Oggi parliamo di tradizione meneghina con una frittata speciale, la frittata di asparagi e stracchino cotta nella pasta brisèe.

Un piatto semplice che si può definire sia un gustoso antipasto che un piatto di mezzo, all’interno di un pranzo o una cena.

Le uova notoriamente sono sempre state particolarmente utilizzate nella cucina milanese, declinate in diverse varianti.

Vi racconto un po’ di storia tratta da un libro di ricette della tradizione meneghina che parla dell’uso delle uova in cucina della più antica tradizione.

Un po’ di milanesità raccontata

“Öff ne la cüsina meneghina” (L’uovo nella cucina meneghina).

L’ öf in cereghin, cioè l’uovo fritto al tegame con burro, così chiamato per il suo aspetto simile alla cotta (cerega) degli ecclesiastici, era la preparazione dell’uovo più comune nel Milanese. A differenza delle uova sode, öf in ciapa o i ciapp, se prese in coppia, a somiglianza delle natiche femminili, che nella cucina lombarda venivano usate come alimento conservabile da viaggio e, soprattutto, in occasione delle feste del periodo pasquale, l’uovo in cereghin rappresentava un’ottima occasione per puciare, cioè per intingere il pane (o la polenta) nell’albume non rappreso costituendo quindi un vero e proprio pasto per molta povera gente. Per questo motivo, generalmente, si abbondava con il condimento, che in alternativa al burro poteva essere lardo o più raramente olio. In mezzo alla tavola veniva posta la padella usata per cucinare le uova e i commensali potevano, a turno, puciare la polenta o il pane nel condimento. In Brianza si usa rivoltare l’albume sul tuorlo, ottenendo una specie di uovo in camicia. Anche in questo caso il tuorlo deve rimanere integro.

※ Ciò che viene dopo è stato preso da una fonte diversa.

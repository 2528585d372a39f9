use std::fmt;
use std::str::FromStr;

use crate::sequencing::{
    duration::Duration,
    event::{NoteSchedule, PlayedNote},
};
use crate::synth::frequency::STRING_COUNT;

pub const MIN_BPM: f32 = 20.0;
pub const MAX_BPM: f32 = 300.0;
pub const DEFAULT_BPM: f32 = 120.0;

/// Seconds added after the last step before the arpeggio counts as finished.
pub const ARPEGGIO_TAIL: f64 = 0.5;

const ROOT_VELOCITY: f32 = 0.85;
const STEP_VELOCITY: f32 = 0.7;
const LEGATO_VELOCITY: f32 = 0.55;
/// Legato note length as a fraction of a beat.
const LEGATO_BEATS: f64 = 0.6;

/// One picked note of an arpeggio pattern.
#[derive(Debug, Clone, PartialEq, Eq)]
pub struct ArpeggioStep {
    pub string: usize,
    pub fret: u8,
    /// Chord degree label, e.g. "R", "3", "b7".
    pub interval: String,
    /// Hammer-on or pull-off: shorter and softer than a picked note.
    pub legato: bool,
}

impl ArpeggioStep {
    pub fn new(string: usize, fret: u8, interval: impl Into<String>) -> Self {
        Self {
            string,
            fret,
            interval: interval.into(),
            legato: false,
        }
    }

    pub fn legato(mut self) -> Self {
        self.legato = true;
        self
    }

    pub fn is_root(&self) -> bool {
        self.interval == "R" || self.interval == "1"
    }
}

#[derive(Debug, Clone, PartialEq, Eq, Default)]
pub struct ArpeggioPattern(pub Vec<ArpeggioStep>);

impl ArpeggioPattern {
    pub fn steps(&self) -> &[ArpeggioStep] {
        &self.0
    }

    pub fn len(&self) -> usize {
        self.0.len()
    }

    pub fn is_empty(&self) -> bool {
        self.0.is_empty()
    }
}

impl From<Vec<ArpeggioStep>> for ArpeggioPattern {
    fn from(steps: Vec<ArpeggioStep>) -> Self {
        Self(steps)
    }
}

#[derive(Debug, Clone, PartialEq, Eq)]
pub enum PatternParseError {
    Empty,
    MalformedStep(String),
}

impl fmt::Display for PatternParseError {
    fn fmt(&self, f: &mut fmt::Formatter<'_>) -> fmt::Result {
        match self {
            PatternParseError::Empty => write!(f, "arpeggio pattern has no steps"),
            PatternParseError::MalformedStep(step) => {
                write!(f, "expected string:fret:interval, found '{}'", step)
            }
        }
    }
}

impl std::error::Error for PatternParseError {}

impl FromStr for ArpeggioStep {
    type Err = PatternParseError;

    fn from_str(s: &str) -> Result<Self, Self::Err> {
        let malformed = || PatternParseError::MalformedStep(s.to_string());
        let (body, legato) = match s.strip_suffix('~') {
            Some(body) => (body, true),
            None => (s, false),
        };

        let mut parts = body.split(':');
        let string = parts
            .next()
            .and_then(|p| p.parse::<usize>().ok())
            .ok_or_else(malformed)?;
        let fret = parts
            .next()
            .and_then(|p| p.parse::<u8>().ok())
            .ok_or_else(malformed)?;
        let interval = parts.next().filter(|p| !p.is_empty()).ok_or_else(malformed)?;
        if parts.next().is_some() {
            return Err(malformed());
        }

        Ok(Self {
            string,
            fret,
            interval: interval.to_string(),
            legato,
        })
    }
}

impl FromStr for ArpeggioPattern {
    type Err = PatternParseError;

    /// `"5:3:R 4:2:3 3:0:5~"`: steps separated by spaces or commas, a
    /// trailing `~` marks a legato step.
    fn from_str(s: &str) -> Result<Self, Self::Err> {
        let steps = s
            .split(|c: char| c == ',' || c.is_whitespace())
            .filter(|token| !token.is_empty())
            .map(str::parse)
            .collect::<Result<Vec<ArpeggioStep>, _>>()?;

        if steps.is_empty() {
            return Err(PatternParseError::Empty);
        }
        Ok(Self(steps))
    }
}

/// Lays an arpeggio pattern out on the clock at a fixed tempo.
#[derive(Debug, Clone, Copy)]
pub struct ArpeggioScheduler {
    bpm: f32,
    subdivision: Duration,
}

impl ArpeggioScheduler {
    /// Tempo is clamped to 20 - 300 BPM.
    pub fn new(bpm: f32) -> Self {
        let bpm = if bpm.is_finite() { bpm } else { DEFAULT_BPM };
        Self {
            bpm: bpm.clamp(MIN_BPM, MAX_BPM),
            subdivision: Duration::EIGHTH,
        }
    }

    /// Step spacing. Eighth notes unless changed.
    pub fn with_subdivision(mut self, subdivision: Duration) -> Self {
        self.subdivision = subdivision;
        self
    }

    pub fn bpm(&self) -> f32 {
        self.bpm
    }

    pub fn beat_secs(&self) -> f64 {
        60.0 / self.bpm as f64
    }

    pub fn step_secs(&self) -> f64 {
        self.subdivision.seconds_at(self.bpm as f64)
    }

    pub fn schedule(&self, pattern: &ArpeggioPattern, base_time: f64) -> NoteSchedule {
        let step = self.step_secs();
        let legato_secs = (self.beat_secs() * LEGATO_BEATS) as f32;
        let mut notes = Vec::with_capacity(pattern.len());

        for (idx, arp) in pattern.steps().iter().enumerate() {
            if arp.string >= STRING_COUNT {
                log::warn!(
                    target: "fretsynth::engine",
                    "dropping arpeggio step {} on string {}",
                    idx,
                    arp.string
                );
                continue;
            }

            let start = base_time + idx as f64 * step;
            let note = if arp.legato {
                PlayedNote::new(arp.string, arp.fret, LEGATO_VELOCITY, start)
                    .with_duration(legato_secs)
            } else if arp.is_root() {
                PlayedNote::new(arp.string, arp.fret, ROOT_VELOCITY, start)
            } else {
                PlayedNote::new(arp.string, arp.fret, STEP_VELOCITY, start)
            };
            notes.push(note);
        }

        NoteSchedule {
            notes,
            total_duration: pattern.len() as f64 * step + ARPEGGIO_TAIL,
        }
    }
}

impl Default for ArpeggioScheduler {
    fn default() -> Self {
        Self::new(DEFAULT_BPM)
    }
}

Varianti all’uovo in cereghin erano le uova col pomodoro, quelle con i porri o quelle con gli asparagi molto apprezzate nelle zone di cultura milanese. Le uova strapazzate si ottenevano cuocendo rapidamente il tuorlo e l’albume sbattuti assieme, anche nelle varianti con la panna o con la pancetta. Si tratta si preparazioni intermedie, quanto a consistenza, tra il piatto da pucia e il piatto solido. Come rileva infatti Felice Bassani (El mangià di nost vecc a Comm e Lecc), in Lombardia la frittata è di antica tradizione. Solo nelle zone meno povere della regione, dedite ad una cucina solida, quando nelle altre si praticava una cucina liquida che permettesse la pucia del pane o della polenta.

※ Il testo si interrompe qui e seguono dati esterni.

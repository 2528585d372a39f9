use fretsynth::{
    engine::{SingleVoice, VoiceState},
    io::{AudioSink, OfflineSink, SinkError},
    sequencing::{ArpeggioPattern, ChordShape, StrumDirection},
    Engine, EngineConfig, EngineError,
};

const SR: f32 = 8_000.0;

fn engine() -> Engine<OfflineSink> {
    let config = EngineConfig {
        seed: Some(2024),
        ..EngineConfig::default()
    };
    let mut engine = Engine::new(OfflineSink::new(SR), config).unwrap();
    engine.initialize().unwrap();
    engine
}

fn e_major() -> ChordShape {
    ChordShape::from_frets([0, 2, 2, 1, 0, 0])
}

fn peak(samples: &[f32]) -> f32 {
    samples.iter().fold(0.0f32, |max, s| max.max(s.abs()))
}

#[test]
fn e_major_strum_is_evenly_spaced() {
    let mut engine = engine();
    let playback = engine.play_chord(&e_major(), StrumDirection::Down).unwrap();

    assert_eq!(playback.notes.len(), 6);
    for (n, note) in playback.notes.iter().enumerate() {
        assert_eq!(note.string, n);
        let expected = 0.05 + n as f64 * 0.04;
        assert!((note.start_time - expected).abs() < 1e-9);
        assert_eq!(note.duration, Some(engine.note_duration()));
    }
    assert!((playback.duration() - 0.34).abs() < 1e-9);
    assert_eq!(engine.sink().scheduled_count(), 6);
}

#[test]
fn muted_strings_are_not_played() {
    let mut engine = engine();
    let playback = engine
        .play_chord(&ChordShape::from_frets([-1, -1, 2, 2, 2, 0]), StrumDirection::Up)
        .unwrap();

    let strings: Vec<usize> = playback.notes.iter().map(|n| n.string).collect();
    assert_eq!(strings, vec![5, 4, 3, 2]);
    assert!((playback.notes[3].start_time - (0.05 + 3.0 * 0.04)).abs() < 1e-9);
}

#[test]
fn down_up_strum_plays_both_passes() {
    let mut engine = engine();
    assert_eq!(engine.set_strum_style("down-up"), "down-up");

    let playback = engine.play_chord(&e_major(), StrumDirection::Down).unwrap();
    assert_eq!(playback.notes.len(), 12);
    assert_eq!(playback.notes[5].string, 5);
    assert_eq!(playback.notes[6].string, 5);
    assert_eq!(playback.notes[11].string, 0);

    // second pass: base + 6 * 0.03 + 0.15
    assert!((playback.notes[6].start_time - (0.05 + 0.33)).abs() < 1e-9);
    assert!((playback.duration() - 0.61).abs() < 1e-9);
}

#[test]
fn arpeggio_resolves_durations() {
    let mut engine = engine();
    let pattern: ArpeggioPattern = "5:0:R 4:2:3 3:2:5~ 2:1:R".parse().unwrap();
    let playback = engine.play_arpeggio(&pattern, None).unwrap();

    let starts: Vec<f64> = playback.notes.iter().map(|n| n.start_time).collect();
    for (idx, start) in starts.iter().enumerate() {
        assert!((start - (0.05 + idx as f64 * 0.25)).abs() < 1e-9);
    }
    assert_eq!(playback.notes[0].duration, Some(engine.note_duration()));
    assert!((playback.notes[2].duration.unwrap() - 0.3).abs() < 1e-6);
    assert!((playback.duration() - 1.5).abs() < 1e-9);
}

#[test]
fn concurrent_requests_are_ignored_until_finished() {
    let mut engine = engine();
    let pattern: ArpeggioPattern = "0:0:R 1:2:5".parse().unwrap();

    let first = engine.play_chord(&e_major(), StrumDirection::Down).unwrap();
    assert!(engine.play_chord(&e_major(), StrumDirection::Up).is_none());
    assert!(engine.play_arpeggio(&pattern, Some(90.0)).is_none());
    assert_eq!(engine.sink().scheduled_count(), 6);

    engine.sink_mut().render_seconds(0.2);
    assert!(engine.play_chord(&e_major(), StrumDirection::Down).is_none());

    engine.sink_mut().render_seconds(0.2);
    engine.poll();
    assert_eq!(engine.voice_state(first.voice.unwrap()), VoiceState::Idle);
    assert!(!engine.is_playing());
    assert!(engine.play_chord(&e_major(), StrumDirection::Down).is_some());
}

#[test]
fn voice_moves_from_scheduled_to_playing() {
    let mut engine = engine();
    let voice = engine
        .play_chord(&e_major(), StrumDirection::Down)
        .unwrap()
        .voice
        .unwrap();

    assert_eq!(engine.voice_state(voice), VoiceState::Scheduled);
    engine.sink_mut().render_seconds(0.1);
    assert_eq!(engine.voice_state(voice), VoiceState::Playing);
}

#[test]
fn stop_mutes_then_restores() {
    let mut engine = engine();
    engine.play_chord(&e_major(), StrumDirection::Down).unwrap();

    let before = engine.sink_mut().render_seconds(0.2);
    assert!(peak(&before) > 0.01);

    engine.stop();
    assert_eq!(engine.sink().master_gain(), 0.0);
    assert_eq!(engine.pending_tasks(), 0);
    assert!(!engine.is_playing());

    let muted = engine.sink_mut().render_seconds(0.09);
    assert!(muted.iter().all(|&s| s == 0.0));

    // Notes were never retracted, so they come back with the gain
    let restored = engine.sink_mut().render_seconds(0.1);
    assert!(peak(&restored) > 0.01);
    assert_eq!(engine.sink().master_gain(), engine.volume());
}

#[test]
fn stop_cancels_the_pending_release() {
    let mut engine = engine();
    engine.play_chord(&e_major(), StrumDirection::Down).unwrap();
    engine.sink_mut().render_seconds(0.2);
    engine.stop();

    let second = engine.play_chord(&e_major(), StrumDirection::Down).unwrap();

    // Past the first strum's end but before the second's
    engine.sink_mut().render_seconds(0.2);
    engine.poll();
    assert!(engine.is_playing());
    assert_ne!(engine.voice_state(second.voice.unwrap()), VoiceState::Idle);
}

#[test]
fn distortion_curve_is_reused_for_the_same_amount() {
    let mut engine = engine();

    engine.set_distortion(50.0);
    engine.set_distortion(50.0);
    assert_eq!(engine.curve_cache().generations(), 1);

    engine.play_chord(&e_major(), StrumDirection::Down).unwrap();
    assert_eq!(engine.curve_cache().generations(), 1);

    engine.set_distortion(51.0);
    assert_eq!(engine.curve_cache().generations(), 2);

    engine.set_distortion(50.0);
    assert_eq!(engine.curve_cache().generations(), 3);

    engine.set_distortion(0.0);
    assert_eq!(engine.curve_cache().cached_amount(), Some(50.0));
}

#[test]
fn suspended_output_is_silent() {
    let config = EngineConfig {
        seed: Some(5),
        ..EngineConfig::default()
    };
    let mut engine = Engine::new(OfflineSink::new(SR), config).unwrap();

    assert!(engine.play_chord(&e_major(), StrumDirection::Down).is_some());
    let silent = engine.sink_mut().render_seconds(1.0);
    assert!(silent.iter().all(|&s| s == 0.0));
    assert_eq!(engine.sink().current_time(), 0.0);

    engine.initialize().unwrap();
    let audible = engine.sink_mut().render_seconds(1.0);
    assert!(peak(&audible) > 0.01);
    assert!(audible.iter().all(|s| s.is_finite()));
}

#[test]
fn unavailable_output_fails_initialization() {
    let mut engine = Engine::new(OfflineSink::unavailable(SR), EngineConfig::default()).unwrap();

    assert_eq!(
        engine.initialize(),
        Err(EngineError::Initialization(SinkError::Unavailable))
    );
    assert!(!engine.is_initialized());
    assert_eq!(
        engine.resume(),
        Err(EngineError::Initialization(SinkError::Unavailable))
    );
}

#[test]
fn seeded_engines_render_identically() {
    let render = || {
        let mut engine = engine();
        engine.set_strum_style("natural");
        engine.play_chord(&e_major(), StrumDirection::Down).unwrap();
        engine.sink_mut().render_seconds(0.5)
    };

    assert_eq!(render(), render());
}

#[test]
fn volume_scales_output() {
    let render = |volume: f32| {
        let mut engine = engine();
        engine.set_volume(volume);
        engine.play_single_note(0, 3).unwrap();
        peak(&engine.sink_mut().render_seconds(0.5))
    };

    let loud = render(1.0);
    let quiet = render(0.5);
    assert!(loud > 0.0);
    assert!((quiet - loud * 0.5).abs() < 1e-4);
}

#[test]
fn guard_can_be_swapped_back_to_single_voice() {
    let mut engine = engine().with_guard(Box::new(SingleVoice::new()));
    assert!(engine.play_chord(&e_major(), StrumDirection::Down).is_some());
    assert!(engine.play_chord(&e_major(), StrumDirection::Down).is_none());
}

#[test]
fn dispose_returns_a_closed_sink() {
    let mut engine = engine();
    engine.play_chord(&e_major(), StrumDirection::Down).unwrap();
    let mut sink = engine.dispose();

    assert!(sink.resume().is_err());
    assert!(sink.render(100).iter().all(|&s| s == 0.0));
}
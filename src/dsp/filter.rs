use std::f32::consts::TAU;

/*
State-Variable Lowpass
======================

The tone chain only ever needs lowpass responses: one to tame the brightness of
the raw pluck, and one after the waveshaper to sand down the fizz distortion
adds. The state-variable topology gives a stable, click-free lowpass whose
cutoff can change between notes without recomputing coefficients tables.

  cutoff (Hz)   Where the response starts to roll off (-3 dB at Q = 0.707,
                a small bump at Q = 1).
  Q             Resonance. k = 1 / Q is the damping term of the SVF. Q = 1 is
                slightly peaky, the usual default for guitar tone stages.

The cutoff is kept a hair below Nyquist; the prewarp (tan) diverges there.
*/

pub struct SVFilter {
    ic1eq: f32, // First integrator's memory
    ic2eq: f32, // Second integrator's memory

    pub cutoff_hz: f32,
    pub q: f32,
}

impl SVFilter {
    pub fn lowpass(cutoff_hz: f32) -> Self {
        Self::with_q(cutoff_hz, 1.0)
    }

    pub fn with_q(cutoff_hz: f32, q: f32) -> Self {
        Self {
            ic1eq: 0.0,
            ic2eq: 0.0,
            cutoff_hz,
            q: q.max(0.01),
        }
    }

    #[inline]
    fn compute_g(&self, sample_rate: f32) -> f32 {
        let cutoff = self.cutoff_hz.clamp(1.0, sample_rate * 0.49);
        let wd = TAU * cutoff;
        let wa = (2.0 * sample_rate) * (wd / (2.0 * sample_rate)).tan();
        wa / (2.0 * sample_rate)
    }

    /// Advance one sample and return the lowpass output.
    #[inline]
    pub fn next_sample(&mut self, sample: f32, k: f32, g: f32) -> f32 {
        let h = 1.0 / (1.0 + g * (g + k));
        let v3 = sample - self.ic2eq;
        let v1 = h * (self.ic1eq + g * v3);
        let v2 = self.ic2eq + g * v1;

        self.ic1eq = 2.0 * v1 - self.ic1eq;
        self.ic2eq = 2.0 * v2 - self.ic2eq;

        v2
    }

    pub fn render(&mut self, buffer: &mut [f32], sample_rate: f32) {
        let g = self.compute_g(sample_rate);
        let k = 1.0 / self.q;

        for sample in buffer.iter_mut() {
            *sample = self.next_sample(*sample, k, g);
        }
    }

    pub fn reset(&mut self) {
        self.ic1eq = 0.0;
        self.ic2eq = 0.0;
    }
}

Ma veniamo alla ricetta di oggi che prevede l’uso delle uova con un  gustoso abbinamento.

Ingredienti per 6 persone

1 confezione di pasta brisèe rotonda – 600g asparagi – 300g stracchino – 150g parmigiano grattugiato – 4 uova – 100lm latte – sale e pepe q.b. – 30g burro

Preparazione

Lavate gli asparagi, privateli della parte dura dei gambi, metteteli con le punte rivolte in alto in un pentolino alto e stretto, con 2 cm di acqua leggermente salata bollente e lessateli col coperchio per circa 6 minuti lasciandoli però al dente. Passateli poi in una padella antiaderente con una noce di burro e un pizzico di sale.

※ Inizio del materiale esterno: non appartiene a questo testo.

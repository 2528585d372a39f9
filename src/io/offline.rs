use crate::io::{
    mixer::Mixer,
    sink::{AudioSink, ScheduledSource, SinkError, SinkState},
};

/// In-memory sink rendered on demand.
///
/// Nothing happens until [`OfflineSink::render`] is called, which makes the
/// clock fully deterministic. While suspended, rendering yields silence and
/// the clock stays where it is, the same way a host audio context behaves
/// before it is allowed to start.
pub struct OfflineSink {
    mixer: Mixer,
    state: SinkState,
    available: bool,
    scheduled: usize,
}

impl OfflineSink {
    pub fn new(sample_rate: f32) -> Self {
        Self {
            mixer: Mixer::new(sample_rate, 1.0),
            state: SinkState::Suspended,
            available: true,
            scheduled: 0,
        }
    }

    /// A sink whose `resume` always fails, standing in for a missing device.
    pub fn unavailable(sample_rate: f32) -> Self {
        Self {
            available: false,
            ..Self::new(sample_rate)
        }
    }

    /// Render `frames` mono samples.
    pub fn render(&mut self, frames: usize) -> Vec<f32> {
        let mut out = vec![0.0; frames];
        if self.state == SinkState::Running {
            self.mixer.render(&mut out);
        }
        out
    }

    pub fn render_seconds(&mut self, seconds: f64) -> Vec<f32> {
        let frames = (seconds.max(0.0) * self.mixer.sample_rate() as f64).round() as usize;
        self.render(frames)
    }

    /// Sources accepted since the sink was created.
    pub fn scheduled_count(&self) -> usize {
        self.scheduled
    }

    /// Sources still waiting or still sounding.
    pub fn active_sources(&self) -> usize {
        self.mixer.active_sources()
    }

    pub fn master_gain(&self) -> f32 {
        self.mixer.gain()
    }
}

impl AudioSink for OfflineSink {
    fn sample_rate(&self) -> f32 {
        self.mixer.sample_rate()
    }

    fn current_time(&self) -> f64 {
        self.mixer.current_time()
    }

    fn state(&self) -> SinkState {
        self.state
    }

    fn resume(&mut self) -> Result<(), SinkError> {
        match self.state {
            SinkState::Running => Ok(()),
            SinkState::Closed => Err(SinkError::Unavailable),
            SinkState::Suspended if !self.available => Err(SinkError::Unavailable),
            SinkState::Suspended => {
                self.state = SinkState::Running;
                log::info!(target: "fretsynth::sink", "offline sink running");
                Ok(())
            }
        }
    }

    fn schedule_source(&mut self, source: ScheduledSource) {
        if self.state == SinkState::Closed {
            log::debug!(target: "fretsynth::sink", "dropping source scheduled on a closed sink");
            return;
        }
        self.scheduled += 1;
        self.mixer.schedule(source);
    }

    fn set_master_gain_at(&mut self, gain: f32, time: f64) {
        self.mixer.set_gain_at(gain, time);
    }

    fn close(&mut self) {
        self.state = SinkState::Closed;
    }
}
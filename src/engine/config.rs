use std::fmt;

use crate::io::sink::SinkError;
use crate::sequencing::arpeggio::DEFAULT_BPM;

#[derive(Debug, Clone, PartialEq)]
pub enum EngineError {
    /// The audio output could not be started.
    Initialization(SinkError),
    /// The configuration names something that does not exist or fails to parse.
    Config(String),
}

impl fmt::Display for EngineError {
    fn fmt(&self, f: &mut fmt::Formatter<'_>) -> fmt::Result {
        match self {
            EngineError::Initialization(err) => {
                write!(f, "failed to initialize audio output: {}", err)
            }
            EngineError::Config(message) => write!(f, "invalid engine configuration: {}", message),
        }
    }
}

impl std::error::Error for EngineError {
    fn source(&self) -> Option<&(dyn std::error::Error + 'static)> {
        match self {
            EngineError::Initialization(err) => Some(err),
            EngineError::Config(_) => None,
        }
    }
}

impl From<SinkError> for EngineError {
    fn from(err: SinkError) -> Self {
        EngineError::Initialization(err)
    }
}

/// Everything the engine starts with.
///
/// With the `serde` feature this loads from TOML; missing keys take the
/// defaults below.
///
/// ```toml
/// tone = "nylon"
/// strum = "natural"
/// volume = 0.6
/// capo = 2
/// tempo = 96
/// ```
#[cfg_attr(feature = "serde", derive(serde::Serialize, serde::Deserialize))]
#[cfg_attr(feature = "serde", serde(default))]
#[derive(Debug, Clone, PartialEq)]
pub struct EngineConfig {
    /// Tone preset key.
    pub tone: String,
    /// Strum preset key.
    pub strum: String,
    /// Open string tuning name.
    pub open_tuning: String,
    /// Master volume, 0.0 - 1.0.
    pub volume: f32,
    /// Semitones, -6 ..= 6.
    pub tuning_offset: i32,
    /// Capo fret, 0 ..= 7.
    pub capo: i32,
    /// Distortion amount, 0 - 100.
    pub distortion: f32,
    /// Default arpeggio tempo in BPM.
    pub tempo: f32,
    /// Seconds between a request and its first note.
    pub lookahead: f64,
    /// Fixed seed for pluck noise, strum jitter and velocities.
    pub seed: Option<u64>,
}

impl Default for EngineConfig {
    fn default() -> Self {
        Self {
            tone: "acoustic".to_string(),
            strum: "standard".to_string(),
            open_tuning: "standard".to_string(),
            volume: 0.7,
            tuning_offset: 0,
            capo: 0,
            distortion: 0.0,
            tempo: DEFAULT_BPM,
            lookahead: 0.05,
            seed: None,
        }
    }
}

#[cfg(feature = "serde")]
impl EngineConfig {
    pub fn from_toml_str(source: &str) -> Result<Self, EngineError> {
        toml::from_str(source).map_err(|err| EngineError::Config(err.to_string()))
    }

    pub fn to_toml_string(&self) -> Result<String, EngineError> {
        toml::to_string(self).map_err(|err| EngineError::Config(err.to_string()))
    }
}
// Purpose: Fretboard pitch, tone/strum presets and note realization
// This layer sits between the schedulers (what to play) and the sinks (where it sounds)

pub mod frequency;
pub mod presets;
pub mod voice;

pub use frequency::{OpenStringTuning, Tuning};
pub use presets::{StrumPattern, StrumPreset, TonePreset};
pub use voice::NoteRealizer;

In una terrina lavorate le uova con lo stracchino, metà dose di parmigiano e il latte. Insaporite con sale e pepe e con un pizzico di origano.

Foderate di carta da forno una teglia rotonda del diametro di 22 cm; quindi stendetevi la pasta brisèe, facendola aderire bene da tutti i lati, e bucherellatene il fondo.

Versate la farcia allo stracchino e uova nella teglia, livellandola bene, e coprite con il parmigiano rimasto; sulla superficie della torta adagiate gli asparagi, lasciando che affondino un po’ nella crema di stracchino.

Mettete la torta in forno caldo a 200°C e fate cuocere per 30 minuti circa.

A cottura ultimata sfornatela e lasciatela intiepidire prima di servire in tavola.